This post provides some technical details about our work and is primarily intended for readers who are quite familiar with machine learning and neural networks.
Google recently blogged about their generative art, created by running deep convolutional neural networks backwards on photographs. This results in the network fantasizing various additional features and objects in the photographs, such as animals, buildings, people, eyes, legs and wheels. Their networks can also generate images from scratch, which results in repeating patterns and psychedelic landscapes. Their inceptionism gallery has some spectacular examples.
We decided that we wanted to try and reproduce this, and make some convnet art ourselves. To save time, we downloaded the parameters for a trained VGG-16 network. This architecture with 16 trainable layers was proposed by Simonyan et al. and was used to reach the 2nd place in the 2014 ImageNet Large Scale Visual Recognition Challenge. A VGG-16 network primarily consists of convolutional layers with 3-by-3 filters, with the occasional 2-by-2 max-pooling layer in between. We obtained the parameters for a trained VGG-16 network from vlfeat.org.

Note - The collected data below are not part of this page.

//! LFSR-127 masking noise generator.
//!
//! This is the non-cryptographic share-randomness source: primitive
//! polynomial x^127 + x^64 + 1, advanced 64 bits per step. It must stay
//! strictly separate from the cryptographic RNG that produces seeds and
//! sigmas; mixing the two would break the independence assumption of the
//! masking argument.

use crate::polynomial::{Poly, RACC_N};
use crate::zq::{RACC_Q, RACC_Q_BITS};

const MRG_INIT: u128 = 0x0F1E2D3C4B5A69788796A5B4C3D2E1F0;
const MRG_MASK: u128 = (1 << 127) - 1;

pub struct MaskRandom {
    s: u128,
}

impl MaskRandom {
    /// Starts from the fixed initialization constant.
    pub fn new() -> Self {
        MaskRandom { s: MRG_INIT }
    }

    /// XORs up to 16 seed bytes into the low 128 bits of the initial state.
    pub fn from_seed(seed: &[u8]) -> Self {
        let mut s = MRG_INIT;
        for (i, &b) in seed.iter().take(16).enumerate() {
            s ^= (b as u128) << (8 * i);
        }
        MaskRandom { s }
    }

    /// Advances the register by 64 steps.
    fn step64(&mut self) {
        let x = (self.s >> 63) ^ (self.s >> 126);
        self.s = (((self.s ^ x) << 64) ^ x) & MRG_MASK;
    }

    /// Uniform value in `[0, q)`: one step per attempt, low 49 bits,
    /// rejecting overshoots.
    pub fn uniform_q(&mut self) -> u64 {
        loop {
            self.step64();
            let z = (self.s as u64) & ((1u64 << RACC_Q_BITS) - 1);
            if z < RACC_Q {
                return z;
            }
        }
    }

    /// A polynomial of n uniform mod-q coefficients.
    pub fn random_poly(&mut self) -> Poly {
        Poly::from_coeffs((0..RACC_N).map(|_| self.uniform_q()).collect())
    }
}

impl Default for MaskRandom {
    fn default() -> Self {
        Self::new()
    }
}

#[cfg(test)]
mod tests {
    use super::*;

    #[test]
    fn test_lfsr_known_answer() {
        // matches the generator's hardware testbench values
        let expected = [
            0x05A7896B4D2F1u64,
            0x14BC078F169E6,
            0x168B1A47A1FC9,
            0x046E3B916EC5F,
            0x05CA43AD9E72D,
            0x0348F079E16E5,
        ];
        let mut mrg = MaskRandom::new();
        for &e in &expected {
            assert_eq!(mrg.uniform_q(), e);
        }
    }

    #[test]
    fn test_seed_changes_stream() {
        // a low-byte seed only reaches the output once the register rotates,
        // so compare the second draws
        let mut a = MaskRandom::new();
        let mut b = MaskRandom::from_seed(&[1, 2, 3]);
        assert_eq!(a.uniform_q(), b.uniform_q());
        assert_ne!(a.uniform_q(), b.uniform_q());
        // a full-width seed diverges immediately
        let seed: Vec<u8> = (0..16).collect();
        assert_ne!(
            MaskRandom::from_seed(&seed).uniform_q(),
            MaskRandom::new().uniform_q()
        );
        // empty seed is the default state
        let mut c = MaskRandom::from_seed(&[]);
        let mut d = MaskRandom::new();
        assert_eq!(c.uniform_q(), d.uniform_q());
    }

    #[test]
    fn test_random_poly_in_range() {
        let p = MaskRandom::new().random_poly();
        assert!(p.c.iter().all(|&x| x < RACC_Q));
    }
}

The blog post briefly mentions that they use a natural image prior to get more recognizable results, but there is no additional information about this prior. A deep convolutional neural network is trained to classify images, not to generate them. As a result it throws away a lot of information about the large-scale structure of the images. It turns out that having such a prior is pretty essential to get good results.
We created a very simple prior by fitting a multivariate Gaussian (or alternatively, a Student-t distribution) on 8-by-8 patches extracted from natural images. We then applied this prior convolutionally to the generated images, at multiple scales. This seemed to work well enough to get some structure in the images. It’s far from perfect, and our approach is insufficient to generate large-scale structure. For example, if you tell it to generate images of spiders, you will see lots of spider legs and bodies scattered across the images, but a complete spider will be a rare occurrence.
To generate an image from a given class in practice, we optimize the logit of the class using gradient descent. This is the input to the softmax function at the output side of the network. This works better than optimizing the class probability or class log likelihood, because in that case the network tries to supress the activations for all other classes. Optimizing logits avoids this and only strengthens features for the desired class. We used the Adam update rule to speed up the optimization process a bit.
In order to do everything in real time, a lot of optimizations had to be made. We had to settle on only having a frame which was actually optimized every couple of seconds, and interpolate the other frames in the video from there. This interpolation however is pretty bad for keeping the interesting features the network can use, because it tends to lose detail.
All in all it took us about one week to implement, starting from scratch. We hope other trippers in the world can dig it as much as we do.